*** Block opens ***

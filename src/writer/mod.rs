//! Line Writer
//!
//! Turns the solved chunk vector into physical lines. The writer
//! partitions each chunk list at divide markers, hands every partition
//! to the splitter, and renders the winning layout: text, newlines
//! (blank where a split is double), indentation, inline or broken
//! child blocks, and the final selection offsets.
//!
//! Block parents render recursively. A block's layout never depends on
//! the enclosing rule values, so each block is formatted once up
//! front; the splitter prices the result and the writer splices the
//! text when the parent split fires, or the block's unsplit form when
//! it does not.

pub(crate) mod splitter;

#[cfg(test)]
mod tests;

use rustc_hash::FxHashMap;

use crate::builder::Engine;
use crate::chunk::Chunk;
use crate::source::FormatResult;

use splitter::Solution;

/// Accumulated output of one chunk list.
#[derive(Default)]
struct Output {
    text: String,
    cost: usize,
    selection_start: Option<usize>,
    selection_end: Option<usize>,
}

impl Output {
    fn mark_selections(&mut self, chunk: &Chunk) {
        if let Some(offset) = chunk.selection_start {
            self.selection_start.get_or_insert(self.text.len() + offset);
        }
        if let Some(offset) = chunk.selection_end {
            self.selection_end.get_or_insert(self.text.len() + offset);
        }
    }

    fn push_spaces(&mut self, count: usize) {
        for _ in 0..count {
            self.text.push(' ');
        }
    }
}

pub(crate) struct LineWriter<'a> {
    engine: &'a Engine,
}

impl<'a> LineWriter<'a> {
    pub fn new(engine: &'a Engine) -> Self {
        Self { engine }
    }

    /// Lay out the top-level chunk list and finalize the text.
    pub fn write(self, chunks: &[Chunk]) -> FormatResult {
        if chunks.is_empty() {
            return FormatResult::new(String::new());
        }

        let mut out = self.format_chunks(chunks, self.engine.config.indent);

        while out.text.ends_with(' ') || out.text.ends_with('\n') {
            out.text.pop();
        }
        if self.engine.config.is_compilation_unit && !out.text.is_empty() {
            out.text.push('\n');
        }

        let length = out.text.len();
        let selection_start = out.selection_start.map(|start| start.min(length));
        let selection_length = match (selection_start, out.selection_end) {
            (Some(start), Some(end)) => Some(end.min(length).saturating_sub(start)),
            _ => None,
        };
        FormatResult {
            text: out.text,
            selection_start,
            selection_length,
        }
    }

    /// Lay out one chunk list starting at `start_indent`, partitioning
    /// it at divide markers and solving each partition independently.
    fn format_chunks(&self, chunks: &[Chunk], start_indent: usize) -> Output {
        let mut out = Output::default();
        out.push_spaces(start_indent);
        let mut column = start_indent;

        let mut start = 0;
        while start < chunks.len() {
            let end = chunks[start..]
                .iter()
                .position(|chunk| chunk.can_divide)
                .map_or(chunks.len() - 1, |offset| start + offset);
            let partition = &chunks[start..=end];

            // Blocks price and render independently of the enclosing
            // rule values, so format them before solving.
            let mut blocks: FxHashMap<usize, Output> = FxHashMap::default();
            for (i, chunk) in partition.iter().enumerate() {
                if chunk.is_block_parent() {
                    blocks.insert(
                        start + i,
                        self.format_chunks(chunk.block(), chunk.block_indent()),
                    );
                }
            }
            let block_costs: FxHashMap<usize, usize> = blocks
                .iter()
                .map(|(&index, block)| (index, block.cost))
                .collect();

            let solution = splitter::solve(self.engine, partition, start, column, &block_costs);
            out.cost += solution.cost;
            column = self.render(partition, start, column, &solution, &blocks, &mut out);

            start = end + 1;
        }
        out
    }

    /// Render one solved partition; returns the column the next
    /// partition starts at.
    fn render(
        &self,
        partition: &[Chunk],
        base: usize,
        start_column: usize,
        solution: &Solution,
        blocks: &FxHashMap<usize, Output>,
        out: &mut Output,
    ) -> usize {
        let mut column = start_column;
        for (i, chunk) in partition.iter().enumerate() {
            out.mark_selections(chunk);
            out.text.push_str(chunk.text());
            match chunk.text().rfind('\n') {
                Some(newline) => column = chunk.text().len() - newline - 1,
                None => column += chunk.text().len(),
            }

            let reset = solution.reset_columns[i];
            if chunk.is_block_parent() {
                let block = &blocks[&(base + i)];
                if reset.is_some() {
                    out.text.push('\n');
                    let spliced_at = out.text.len();
                    if let Some(offset) = block.selection_start {
                        out.selection_start.get_or_insert(spliced_at + offset);
                    }
                    if let Some(offset) = block.selection_end {
                        out.selection_end.get_or_insert(spliced_at + offset);
                    }
                    out.text.push_str(block.text.trim_end());
                } else {
                    let before = out.text.len();
                    self.render_unsplit(chunk.block(), out);
                    column += out.text.len() - before;
                }
            }

            let Some(split) = chunk.split() else { continue };
            match reset {
                Some(target) => {
                    out.text.push('\n');
                    if split.is_double == Some(true) {
                        out.text.push('\n');
                    }
                    out.push_spaces(target);
                    column = target;
                }
                None => {
                    if split.space_when_unsplit {
                        out.text.push(' ');
                        column += 1;
                    }
                }
            }
        }
        column
    }

    /// Render a block inline: every split stays unsplit and renders as
    /// its space, nested blocks recurse.
    fn render_unsplit(&self, chunks: &[Chunk], out: &mut Output) {
        for chunk in chunks {
            out.mark_selections(chunk);
            out.text.push_str(chunk.text());
            if chunk.is_block_parent() {
                self.render_unsplit(chunk.block(), out);
            }
            if let Some(split) = chunk.split() {
                if split.space_when_unsplit {
                    out.text.push(' ');
                }
            }
        }
    }
}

*** Block closes ***

WHAT IS REQUIRED: Set down the whole listing once more, exactly as it appears.

SOLUTION TO THIS PROBLEM:
filename src/writer/mod.rs
//! Line Writer
//!
//! Turns the solved chunk vector into physical lines. The writer
//! partitions each chunk list at divide markers, hands every partition
//! to the splitter, and renders the winning layout: text, newlines
//! (blank where a split is double), indentation, inline or broken
//! child blocks, and the final selection offsets.
//!
//! Block parents render recursively. A block's layout never depends on
//! the enclosing rule values, so each block is formatted once up
//! front; the splitter prices the result and the writer splices the
//! text when the parent split fires, or the block's unsplit form when
//! it does not.

pub(crate) mod splitter;

#[cfg(test)]
mod tests;

use rustc_hash::FxHashMap;

use crate::builder::Engine;
use crate::chunk::Chunk;
use crate::source::FormatResult;

use splitter::Solution;

/// Accumulated output of one chunk list.
#[derive(Default)]
struct Output {
    text: String,
    cost: usize,
    selection_start: Option<usize>,
    selection_end: Option<usize>,
}

impl Output {
    fn mark_selections(&mut self, chunk: &Chunk) {
        if let Some(offset) = chunk.selection_start {
            self.selection_start.get_or_insert(self.text.len() + offset);
        }
        if let Some(offset) = chunk.selection_end {
            self.selection_end.get_or_insert(self.text.len() + offset);
        }
    }

    fn push_spaces(&mut self, count: usize) {
        for _ in 0..count {
            self.text.push(' ');
        }
    }
}

pub(crate) struct LineWriter<'a> {
    engine: &'a Engine,
}

impl<'a> LineWriter<'a> {
    pub fn new(engine: &'a Engine) -> Self {
        Self { engine }
    }

    /// Lay out the top-level chunk list and finalize the text.
    pub fn write(self, chunks: &[Chunk]) -> FormatResult {
        if chunks.is_empty() {
            return FormatResult::new(String::new());
        }

        let mut out = self.format_chunks(chunks, self.engine.config.indent);

        while out.text.ends_with(' ') || out.text.ends_with('\n') {
            out.text.pop();
        }
        if self.engine.config.is_compilation_unit && !out.text.is_empty() {
            out.text.push('\n');
        }

        let length = out.text.len();
        let selection_start = out.selection_start.map(|start| start.min(length));
        let selection_length = match (selection_start, out.selection_end) {
            (Some(start), Some(end)) => Some(end.min(length).saturating_sub(start)),
            _ => None,
        };
        FormatResult {
            text: out.text,
            selection_start,
            selection_length,
        }
    }

    /// Lay out one chunk list starting at `start_indent`, partitioning
    /// it at divide markers and solving each partition independently.
    fn format_chunks(&self, chunks: &[Chunk], start_indent: usize) -> Output {
        let mut out = Output::default();
        out.push_spaces(start_indent);
        let mut column = start_indent;

        let mut start = 0;
        while start < chunks.len() {
            let end = chunks[start..]
                .iter()
                .position(|chunk| chunk.can_divide)
                .map_or(chunks.len() - 1, |offset| start + offset);
            let partition = &chunks[start..=end];

            // Blocks price and render independently of the enclosing
            // rule values, so format them before solving.
            let mut blocks: FxHashMap<usize, Output> = FxHashMap::default();
            for (i, chunk) in partition.iter().enumerate() {
                if chunk.is_block_parent() {
                    blocks.insert(
                        start + i,
                        self.format_chunks(chunk.block(), chunk.block_indent()),
                    );
                }
            }
            let block_costs: FxHashMap<usize, usize> = blocks
                .iter()
                .map(|(&index, block)| (index, block.cost))
                .collect();

            let solution = splitter::solve(self.engine, partition, start, column, &block_costs);
            out.cost += solution.cost;
            column = self.render(partition, start, column, &solution, &blocks, &mut out);

            start = end + 1;
        }
        out
    }

    /// Render one solved partition; returns the column the next
    /// partition starts at.
    fn render(
        &self,
        partition: &[Chunk],
        base: usize,
        start_column: usize,
        solution: &Solution,
        blocks: &FxHashMap<usize, Output>,
        out: &mut Output,
    ) -> usize {
        let mut column = start_column;
        for (i, chunk) in partition.iter().enumerate() {
            out.mark_selections(chunk);
            out.text.push_str(chunk.text());
            match chunk.text().rfind('\n') {
                Some(newline) => column = chunk.text().len() - newline - 1,
                None => column += chunk.text().len(),
            }

            let reset = solution.reset_columns[i];
            if chunk.is_block_parent() {
                let block = &blocks[&(base + i)];
                if reset.is_some() {
                    out.text.push('\n');
                    let spliced_at = out.text.len();
                    if let Some(offset) = block.selection_start {
                        out.selection_start.get_or_insert(spliced_at + offset);
                    }
                    if let Some(offset) = block.selection_end {
                        out.selection_end.get_or_insert(spliced_at + offset);
                    }
                    out.text.push_str(block.text.trim_end());
                } else {
                    let before = out.text.len();
                    self.render_unsplit(chunk.block(), out);
                    column += out.text.len() - before;
                }
            }

            let Some(split) = chunk.split() else { continue };
            match reset {
                Some(target) => {
                    out.text.push('\n');
                    if split.is_double == Some(true) {
                        out.text.push('\n');
                    }
                    out.push_spaces(target);
                    column = target;
                }
                None => {
                    if split.space_when_unsplit {
                        out.text.push(' ');
                        column += 1;
                    }
                }
            }
        }
        column
    }

    /// Render a block inline: every split stays unsplit and renders as
    /// its space, nested blocks recurse.
    fn render_unsplit(&self, chunks: &[Chunk], out: &mut Output) {
        for chunk in chunks {
            out.mark_selections(chunk);
            out.text.push_str(chunk.text());
            if chunk.is_block_parent() {
                self.render_unsplit(chunk.block(), out);
            }
            if let Some(split) = chunk.split() {
                if split.space_when_unsplit {
                    out.text.push(' ');
                }
            }
        }
    }
}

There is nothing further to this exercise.